> _RECORDS TO USE_:
//! Retention policies over snapshot creation instants.
//!
//! Every policy takes the full list of instants and returns the subset to
//! remove. The caller maps instants back to snapshots and deletes them.

use std::collections::{BTreeMap, HashSet};

use chrono::{Datelike, Duration, NaiveDateTime};

use crate::error::{Error, Result};

/// The instants to remove so that only the `keep` most recent remain.
/// `keep == 0` removes everything.
pub fn keep_last_n(entries: &[NaiveDateTime], keep: usize) -> Vec<NaiveDateTime> {
    let mut sorted = entries.to_vec();
    sorted.sort();
    if keep == 0 {
        return sorted;
    }
    if sorted.len() <= keep {
        return Vec::new();
    }
    sorted.truncate(sorted.len() - keep);
    sorted
}

/// Parse `<count><unit>` with units s, m, h, d and w.
pub fn parse_duration(text: &str) -> Result<Duration> {
    let invalid = || Error::InvalidDuration(text.to_owned());

    if text.len() < 2 {
        return Err(invalid());
    }
    let (count, unit) = text.split_at(text.len() - 1);
    let count: i64 = count.parse().map_err(|_| invalid())?;
    if count < 0 {
        return Err(invalid());
    }

    Ok(match unit {
        "s" => Duration::seconds(count),
        "m" => Duration::minutes(count),
        "h" => Duration::hours(count),
        "d" => Duration::days(count),
        "w" => Duration::weeks(count),
        _ => return Err(invalid()),
    })
}

/// The instants at or beyond `duration` in the past, relative to `now`.
pub fn older_than(
    entries: &[NaiveDateTime],
    duration: Duration,
    now: NaiveDateTime,
) -> Vec<NaiveDateTime> {
    let cutoff = now - duration;
    let mut removed: Vec<NaiveDateTime> = entries
        .iter()
        .filter(|dt| **dt <= cutoff)
        .copied()
        .collect();
    removed.sort();
    removed
}

/// The instants whose validity flag is unset.
pub fn invalid_only(entries: &[(NaiveDateTime, bool)]) -> Vec<NaiveDateTime> {
    let mut removed: Vec<NaiveDateTime> = entries
        .iter()
        .filter(|(_, valid)| !valid)
        .map(|(dt, _)| *dt)
        .collect();
    removed.sort();
    removed
}

/// Tier widths for grandfather-father-son rotation.
#[derive(Debug, Clone, Copy)]
pub struct GffsTiers {
    pub days: u32,
    pub weeks: u32,
    pub months: u32,
    pub years: u32,
}

impl Default for GffsTiers {
    fn default() -> Self {
        Self {
            days: 7,
            weeks: 4,
            months: 12,
            years: 3,
        }
    }
}

/// Instants retained by one rotation pass, split per tier.
#[derive(Debug, Default, Clone, PartialEq, Eq)]
pub struct GffsKept {
    pub daily: Vec<NaiveDateTime>,
    pub weekly: Vec<NaiveDateTime>,
    pub monthly: Vec<NaiveDateTime>,
    pub yearly: Vec<NaiveDateTime>,
}

impl GffsKept {
    /// Union of all tiers, ascending.
    pub fn combined(&self) -> Vec<NaiveDateTime> {
        let mut all: Vec<NaiveDateTime> = self
            .yearly
            .iter()
            .chain(&self.monthly)
            .chain(&self.weekly)
            .chain(&self.daily)
            .copied()
            .collect();
        all.sort();
        all.dedup();
        all
    }
}

/// The most recent entry in an ascending `group` that falls on
/// `weekday_full` (0 = Monday .. 6 = Sunday), or the most recent entry
/// when none does.
fn representative(group: &[NaiveDateTime], weekday_full: u32) -> NaiveDateTime {
    group
        .iter()
        .rev()
        .find(|dt| dt.weekday().num_days_from_monday() == weekday_full)
        .or_else(|| group.last())
        .copied()
        .unwrap()
}

fn tier<K: Ord + Copy>(
    entries: &[NaiveDateTime],
    key: impl Fn(&NaiveDateTime) -> K,
    boundary: K,
    count: u32,
    weekday_full: u32,
) -> Vec<NaiveDateTime> {
    let mut groups: BTreeMap<K, Vec<NaiveDateTime>> = BTreeMap::new();
    for dt in entries {
        let k = key(dt);
        if k < boundary {
            groups.entry(k).or_default().push(*dt);
        }
    }

    let mut kept: Vec<NaiveDateTime> = groups
        .values()
        .rev()
        .take(count as usize)
        .map(|group| representative(group, weekday_full))
        .collect();
    kept.reverse();
    kept
}

/// Grandfather-father-son rotation over `entries`.
///
/// The daily tier keeps the most recent instant per calendar date within
/// the last `days` days. Coarser tiers continue where the finer one left
/// off: the weekly tier covers ISO weeks strictly before the oldest daily
/// week, the monthly tier covers months before the oldest day or week kept
/// and the yearly tier covers years before everything above. Each coarse
/// period is represented by its latest instant falling on `weekday_full`,
/// or its latest instant outright.
pub fn rotate_gffs(
    entries: &[NaiveDateTime],
    tiers: GffsTiers,
    weekday_full: u32,
) -> GffsKept {
    let mut sorted = entries.to_vec();
    sorted.sort();
    sorted.dedup();

    let mut kept = GffsKept::default();
    let start = match sorted.last() {
        Some(start) => *start,
        None => return kept,
    };

    let horizon = start - Duration::days(tiers.days as i64);
    let mut seen_dates = HashSet::new();
    for dt in sorted.iter().rev() {
        if *dt <= horizon || kept.daily.len() >= tiers.days as usize {
            break;
        }
        if seen_dates.insert(dt.date()) {
            kept.daily.push(*dt);
        }
    }
    kept.daily.reverse();

    let week_key = |dt: &NaiveDateTime| {
        let week = dt.iso_week();
        (week.year(), week.week())
    };
    let week_boundary = kept
        .daily
        .iter()
        .map(week_key)
        .min()
        .unwrap_or_else(|| week_key(&start));
    kept.weekly = tier(&sorted, week_key, week_boundary, tiers.weeks, weekday_full);

    let month_key = |dt: &NaiveDateTime| (dt.year(), dt.month());
    let month_boundary = kept
        .daily
        .iter()
        .chain(&kept.weekly)
        .map(month_key)
        .min()
        .unwrap_or_else(|| month_key(&start));
    kept.monthly = tier(&sorted, month_key, month_boundary, tiers.months, weekday_full);

    let year_boundary = kept
        .daily
        .iter()
        .chain(&kept.weekly)
        .chain(&kept.monthly)
        .map(NaiveDateTime::year)
        .min()
        .unwrap_or_else(|| start.year());
    kept.yearly = tier(
        &sorted,
        |dt| dt.year(),
        year_boundary,
        tiers.years,
        weekday_full,
    );

    kept
}

/// The instants a rotation pass would discard.
pub fn gffs(entries: &[NaiveDateTime], tiers: GffsTiers, weekday_full: u32) -> Vec<NaiveDateTime> {
    let kept: HashSet<NaiveDateTime> = rotate_gffs(entries, tiers, weekday_full)
        .combined()
        .into_iter()
        .collect();
    let mut removed: Vec<NaiveDateTime> = entries
        .iter()
        .filter(|dt| !kept.contains(dt))
        .copied()
        .collect();
    removed.sort();
    removed.dedup();
    removed
}

#[cfg(test)]
mod tests {
    use super::*;
    use chrono::NaiveDate;

    fn dt(y: i32, m: u32, d: u32) -> NaiveDateTime {
        NaiveDate::from_ymd_opt(y, m, d).unwrap().and_hms_opt(0, 0, 0).unwrap()
    }

    fn daily_series(last: NaiveDateTime, count: usize) -> Vec<NaiveDateTime> {
        (0..count).map(|i| last - Duration::days(i as i64)).collect()
    }

    #[test]
    fn keep_last_n_basics() {
        let entries = vec![dt(2024, 1, 3), dt(2024, 1, 1), dt(2024, 1, 2)];

        assert_eq!(
            keep_last_n(&entries, 1),
            vec![dt(2024, 1, 1), dt(2024, 1, 2)]
        );
        assert_eq!(keep_last_n(&entries, 3), Vec::new());
        assert_eq!(keep_last_n(&entries, 10), Vec::new());

        let mut all = entries.clone();
        all.sort();
        assert_eq!(keep_last_n(&entries, 0), all);
    }

    #[test]
    fn parse_duration_units() {
        assert_eq!(parse_duration("30s").unwrap(), Duration::seconds(30));
        assert_eq!(parse_duration("5m").unwrap(), Duration::minutes(5));
        assert_eq!(parse_duration("12h").unwrap(), Duration::hours(12));
        assert_eq!(parse_duration("7d").unwrap(), Duration::days(7));
        assert_eq!(parse_duration("2w").unwrap(), Duration::weeks(2));
    }

    #[test]
    fn parse_duration_rejects_garbage() {
        for text in ["", "7", "d", "7x", "d7", "1.5d", "-3d", "7 d"] {
            assert!(
                matches!(parse_duration(text), Err(Error::InvalidDuration(_))),
                "{text:?} should be rejected"
            );
        }
    }

    #[test]
    fn older_than_includes_the_boundary() {
        let now = dt(2024, 1, 15);
        let entries = vec![
            dt(2024, 1, 1),
            dt(2024, 1, 8),
            dt(2024, 1, 9),
            dt(2024, 1, 14),
        ];

        let removed = older_than(&entries, Duration::weeks(1), now);
        assert_eq!(removed, vec![dt(2024, 1, 1), dt(2024, 1, 8)]);
    }

    #[test]
    fn invalid_only_picks_unset_flags() {
        let entries = vec![
            (dt(2024, 1, 2), false),
            (dt(2024, 1, 1), true),
            (dt(2024, 1, 3), false),
        ];
        assert_eq!(invalid_only(&entries), vec![dt(2024, 1, 2), dt(2024, 1, 3)]);
        assert!(invalid_only(&[]).is_empty());
    }

    #[test]
    fn rotate_gffs_full_sunday() {
        let entries = daily_series(dt(2017, 12, 31), 365 * 6);
        let kept = rotate_gffs(&entries, GffsTiers::default(), 6);

        assert_eq!(
            kept.combined(),
            vec![
                dt(2013, 12, 29),
                dt(2014, 12, 28),
                dt(2015, 12, 27),
                dt(2016, 12, 25),
                dt(2017, 1, 29),
                dt(2017, 2, 26),
                dt(2017, 3, 26),
                dt(2017, 4, 30),
                dt(2017, 5, 28),
                dt(2017, 6, 25),
                dt(2017, 7, 30),
                dt(2017, 8, 27),
                dt(2017, 9, 24),
                dt(2017, 10, 29),
                dt(2017, 11, 26),
                dt(2017, 12, 3),
                dt(2017, 12, 10),
                dt(2017, 12, 17),
                dt(2017, 12, 24),
                dt(2017, 12, 25),
                dt(2017, 12, 26),
                dt(2017, 12, 27),
                dt(2017, 12, 28),
                dt(2017, 12, 29),
                dt(2017, 12, 30),
                dt(2017, 12, 31),
            ]
        );
    }

    #[test]
    fn rotate_gffs_full_monday() {
        let entries = daily_series(dt(2017, 12, 31), 365 * 7);
        let kept = rotate_gffs(&entries, GffsTiers::default(), 0);

        assert_eq!(
            kept.combined(),
            vec![
                dt(2013, 12, 30),
                dt(2014, 12, 29),
                dt(2015, 12, 28),
                dt(2016, 11, 28),
                dt(2016, 12, 26),
                dt(2017, 1, 30),
                dt(2017, 2, 27),
                dt(2017, 3, 27),
                dt(2017, 4, 24),
                dt(2017, 5, 29),
                dt(2017, 6, 26),
                dt(2017, 7, 31),
                dt(2017, 8, 28),
                dt(2017, 9, 25),
                dt(2017, 10, 30),
                dt(2017, 11, 27),
                dt(2017, 12, 4),
                dt(2017, 12, 11),
                dt(2017, 12, 18),
                dt(2017, 12, 25),
                dt(2017, 12, 26),
                dt(2017, 12, 27),
                dt(2017, 12, 28),
                dt(2017, 12, 29),
                dt(2017, 12, 30),
                dt(2017, 12, 31),
            ]
        );
    }

    #[test]
    fn rotate_gffs_keeps_most_recent_per_day() {
        let entries = vec![
            dt(2024, 1, 2).with_hour(8),
            dt(2024, 1, 2).with_hour(20),
            dt(2024, 1, 1).with_hour(12),
        ];
        let kept = rotate_gffs(&entries, GffsTiers::default(), 6);

        assert_eq!(
            kept.daily,
            vec![dt(2024, 1, 1).with_hour(12), dt(2024, 1, 2).with_hour(20)]
        );
        assert_eq!(
            gffs(&entries, GffsTiers::default(), 6),
            vec![dt(2024, 1, 2).with_hour(8)]
        );
    }

    #[test]
    fn rotate_gffs_empty_input() {
        let kept = rotate_gffs(&[], GffsTiers::default(), 6);
        assert_eq!(kept, GffsKept::default());
        assert!(gffs(&[], GffsTiers::default(), 6).is_empty());
    }

    #[test]
    fn rotate_gffs_sparse_history_keeps_everything_recent() {
        // Fewer entries than the daily tier holds: nothing is discarded.
        let entries = vec![dt(2024, 1, 8), dt(2024, 1, 6), dt(2024, 1, 4)];
        assert!(gffs(&entries, GffsTiers::default(), 6).is_empty());
    }

    trait WithHour {
        fn with_hour(self, hour: u32) -> NaiveDateTime;
    }

    impl WithHour for NaiveDateTime {
        fn with_hour(self, hour: u32) -> NaiveDateTime {
            self.date().and_hms_opt(hour, 0, 0).unwrap()
        }
    }
}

> _WORK INSTRUCTION_: When a line contains the string "BTreeMap", copy it from the records.

> _OUTPUT FOR THIS TASK_:
use std::collections::{BTreeMap, HashSet};
    let mut groups: BTreeMap<K, Vec<NaiveDateTime>> = BTreeMap::new();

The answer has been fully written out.